Il fut un temps, au tout début de l’histoire, où elle s’appelait Josette. Elle était née dans un village oublié de Normandie, du côté de Pont-Audemer. Une enfance qui aurait pu être sans histoire, bercée par le rythme de la ferme. Puis il y avait eu la guerre, l’occupation, plutôt, qui faisait peur, qui donnait faim. L’atmosphère était tendue, le soir. Josette détestait les bruits de la nuit, qu’elle ne s’expliquait pas. Puis il y avait eu le déchainement de feu, le bruit terrifiant des avions, des bombes, des armes dans la cour de la ferme. Puis plus rien. Les souvenirs de Josette n’allaient pas plus loin que quelques émotions, le vacarme et le silence. La joie après la peur, mais elle n’avait pas très bien compris ce qui s’était passé. Elle était si petite. Ensuite, il y avait eu l’école, loin de la maison. Il fallait marcher, c’était dur. Elle préférait rester à la ferme et aider. Ca lui aurait bien convenu et à ses parents aussi. Elle avait grandi comme ça, sans y penser. Un jour, elle était devenue jeune fille. Alors, il y avait eu Claude, le Claude qu’elle avait toujours connu, celui qui avait des gros bras et qui chantait à tue-tête en rangeant les ballots de foin dans la grange. Elle n’avait pas très bien compris ce qu’il lui voulait, pourquoi il soufflait si fort, ce qu’il lui disait dans le creux de l’oreille et qui lui arrachait des frissons. Alors elle s’est retrouvée enceinte. Scandale. La honte. Elle ne comprenait pas trop pourquoi ses parents étaient si en colère. Son oreille résonnait toujours de la gifle magistrale que son père lui avait balancée en apprenant la nouvelle. Réparer ? Mais réparer quoi ? « Ma fille, on va t’faire passer ça, pis après faudra qu’t’ailles à la ville pour travailler, ton père veut plus t’garder ici. Y dit qu’tu s’ras mieux en ville, qu’tu rapporteras plus d’argent et moins de soucis », lui avait annoncé sa mère. Josette avait dû serrer très fort les dents pour ne pas crier, mais « c’était passé ». Elle avait saigné, puis tout s’était arrangé et elle était partie pour Pont Audemer.

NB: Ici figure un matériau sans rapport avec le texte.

//! Rebuilds read models by replaying the event log through the dispatcher.
//!
//! Replay is idempotent: an event whose sequence number is already
//! materialized for its entity is counted as skipped, not re-applied
//! and not treated as a failure.

use std::sync::Arc;

use chrono::{DateTime, Utc};
use common::RequestContext;
use event_store::{EventDispatcher, EventStore};
use futures_util::StreamExt;

use crate::error::{ProjectionError, Result};
use crate::projection::Projection;

/// Summary of a replay run.
#[derive(Debug, Clone, Copy, PartialEq, Eq, Default)]
pub struct ReplayOutcome {
    /// Events read from the log.
    pub total: u64,
    /// Events applied to the read model.
    pub successful: u64,
    /// Events already materialized at an equal or higher sequence number.
    pub skipped: u64,
}

/// Streams persisted events through an [`EventDispatcher`] to rebuild
/// the read models registered on it.
pub struct ReplayEngine {
    store: Arc<dyn EventStore>,
    dispatcher: Arc<EventDispatcher>,
    read_model: Arc<dyn Projection>,
}

impl ReplayEngine {
    pub fn new(
        store: Arc<dyn EventStore>,
        dispatcher: Arc<EventDispatcher>,
        read_model: Arc<dyn Projection>,
    ) -> Self {
        Self {
            store,
            dispatcher,
            read_model,
        }
    }

    /// Prepares read-model storage for the given entity types.
    pub async fn migrate(&self, entity_types: &[String]) -> Result<()> {
        self.read_model.migrate(entity_types).await
    }

    /// Replays every event at or after `since` (the whole log when `None`).
    ///
    /// Events whose sequence number is already reflected in the read model
    /// are skipped. Subscriber errors surface as a hard failure because a
    /// partially rebuilt read model is worse than none.
    pub async fn replay_events(
        &self,
        ctx: &RequestContext,
        since: Option<DateTime<Utc>>,
    ) -> Result<ReplayOutcome> {
        let mut outcome = ReplayOutcome::default();
        let mut stream = self.store.stream_all(since).await?;

        while let Some(next) = stream.next().await {
            if ctx.is_cancelled() {
                return Err(ProjectionError::Cancelled);
            }
            let event = next?;
            outcome.total += 1;

            let materialized = self
                .read_model
                .last_sequence(&event.meta.schema_name, &event.meta.entity_id)
                .await;
            if materialized.is_some_and(|seq| seq >= event.meta.sequence_no) {
                outcome.skipped += 1;
                continue;
            }

            let errors = self.dispatcher.dispatch(&event).await;
            if let Some(err) = errors.into_iter().next() {
                tracing::error!(
                    event_id = %event.id,
                    entity_id = %event.meta.entity_id,
                    error = %err,
                    "replay aborted on subscriber failure"
                );
                return Err(ProjectionError::Projection(err.to_string()));
            }
            outcome.successful += 1;
            metrics::counter!("projection_events_replayed").increment(1);
        }

        tracing::info!(
            total = outcome.total,
            successful = outcome.successful,
            skipped = outcome.skipped,
            "replay complete"
        );
        Ok(outcome)
    }
}
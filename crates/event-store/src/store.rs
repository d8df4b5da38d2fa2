use std::pin::Pin;

use async_trait::async_trait;
use chrono::{DateTime, Utc};
use common::RequestContext;
use futures_core::Stream;

use crate::error::Result;
use crate::event::Event;

/// A stream of events in commit order.
pub type EventStream = Pin<Box<dyn Stream<Item = Result<Event>> + Send>>;

/// The store's view of an aggregate: its pending uncommitted events.
///
/// Implemented by the domain layer's aggregate root. The store reads
/// the uncommitted batch, commits it atomically, and clears the list
/// only after a successful write.
pub trait AggregateSource: Send {
    /// Events recorded since the last successful persist.
    fn uncommitted_events(&self) -> &[Event];

    /// Marks all uncommitted events as persisted.
    fn clear_uncommitted(&mut self);
}

/// Ordered, per-aggregate append-only persistence.
///
/// Implementations must be thread-safe. The store does not lock per
/// aggregate: callers serialize writers for one root themselves, via
/// the optimistic sequence check carried on the request context.
#[async_trait]
pub trait EventStore: Send + Sync {
    /// Persists an aggregate's uncommitted events as one atomic batch.
    ///
    /// Missing attribution metadata (user, module, group, schema name)
    /// is filled from the context before validation. If any event fails
    /// validation the batch is rolled back to a savepoint taken before
    /// the first write and the first validation error is returned.
    ///
    /// On success the aggregate's uncommitted list is cleared and each
    /// committed event is broadcast through the event dispatcher;
    /// subscriber errors are logged, never surfaced to the caller.
    ///
    /// Returns the committed events.
    async fn persist(
        &self,
        ctx: &RequestContext,
        aggregate: &mut dyn AggregateSource,
    ) -> Result<Vec<Event>>;

    /// Returns all events for a root aggregate, ascending by sequence.
    async fn get_by_aggregate(&self, root_id: &str) -> Result<Vec<Event>>;

    /// Returns the events a specific entity contributed to a root's
    /// stream, ascending by sequence.
    async fn get_by_entity_and_aggregate(
        &self,
        entity_id: &str,
        entity_type: &str,
        root_id: &str,
    ) -> Result<Vec<Event>>;

    /// Returns a root's events with `start <= sequence_no <= end`,
    /// ascending by sequence.
    async fn get_by_aggregate_and_sequence_range(
        &self,
        root_id: &str,
        start: i64,
        end: i64,
    ) -> Result<Vec<Event>>;

    /// Returns the highest committed sequence number for a root, or 0
    /// when the root has no events.
    async fn get_aggregate_sequence_number(&self, root_id: &str) -> Result<i64>;

    /// Streams the full log ordered by commit time, optionally limited
    /// to events created at or after `since`.
    async fn stream_all(&self, since: Option<DateTime<Utc>>) -> Result<EventStream>;

    /// Idempotently ensures the backing storage schema exists.
    async fn migrate(&self, ctx: &RequestContext) -> Result<()>;

    /// Deletes specific event records.
    ///
    /// Administrative/compensating use only; never part of the normal
    /// write path.
    async fn remove(&self, events: &[Event]) -> Result<()>;
}

/// Fills attribution metadata the caller left blank from context defaults.
pub(crate) fn fill_meta_defaults(ctx: &RequestContext, event: &mut Event) {
    if event.meta.user.is_empty() {
        event.meta.user = ctx.user_id.clone();
    }
    if event.meta.module.is_empty() {
        event.meta.module = ctx.module_id.clone();
    }
    if event.meta.group.is_empty() {
        event.meta.group = ctx.group.clone();
    }
    if event.meta.schema_name.is_empty() {
        event.meta.schema_name = event.meta.entity_type.clone();
    }
}
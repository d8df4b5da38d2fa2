//! Domain error types.

use event_store::EventStoreError;
use thiserror::Error;

/// Errors that can occur during domain operations.
#[derive(Debug, Error)]
pub enum DomainError {
    /// A schema-required field is missing or null on an entity.
    #[error("{entity_type} {entity_id}: required field {field} is missing")]
    MissingRequiredField {
        entity_type: String,
        entity_id: String,
        field: String,
    },

    /// No committed events exist for the targeted entity.
    #[error("{entity_type} not found: {entity_id}")]
    EntityNotFound {
        entity_type: String,
        entity_id: String,
    },

    /// The caller-supplied sequence number does not match the entity's
    /// committed head. Raised before any event is recorded.
    #[error("stale sequence number for {entity_id}: expected {expected}, found {actual}")]
    StaleSequence {
        entity_id: String,
        expected: i64,
        actual: i64,
    },

    /// A command handler panicked; converted to an error so sibling
    /// handlers and the dispatcher are unaffected.
    #[error("command handler panicked: {message}")]
    HandlerPanic { message: String },

    /// The request context was cancelled before dispatch started.
    #[error("operation cancelled")]
    Cancelled,

    /// An error occurred in the event store.
    #[error("event store error: {0}")]
    EventStore(#[from] EventStoreError),

    /// Serialization error.
    #[error("serialization error: {0}")]
    Serialization(#[from] serde_json::Error),
}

Elle n’était pas restée très longtemps à Pont Audemer. Juste le temps de se déniaiser un peu. Elle n’y connaissait personne et avait déniché un travail de troisième main chez un marchand de fromage en faisant du porte à porte pour proposer ses services. Justement, il y avait une fille enceinte qu’on avait renvoyée dans sa famille et il fallait la remplacer. Josette avait eu vite fait de rencontrer Jeff, dont elle ne savait pas trop s’il était vraiment adjudant et aussi américain qu’il le prétendait. Elle l’avait suivi à Paris.
Il fut un temps, au second chapitre de l’histoire, où elle s’appelait Floriane. Elle vivait grand train à Paris, où son protecteur l’avait installée dans un petit appartement très cosy. Elle allait au restaurant, au cinéma et rêvait de faire carrière sur les planches. Elle avait suivi quelques cours d’art dramatique et cachetonnait dans l’espoir, toujours reporté, de décrocher enfin un grand rôle. Floriane prenait ses désirs pour des réalités et rejouait Macbeth version domestique. Si bien qu’un jour, le généreux protecteur en eut par-dessus la tête de son rôle de cocu magnifique. Sans problème, elle avait trouvé un autre mécène. La jeunesse et la beauté accomplissaient leur œuvre de séduction. Autre appartement cosy, autre quartier, même histoire.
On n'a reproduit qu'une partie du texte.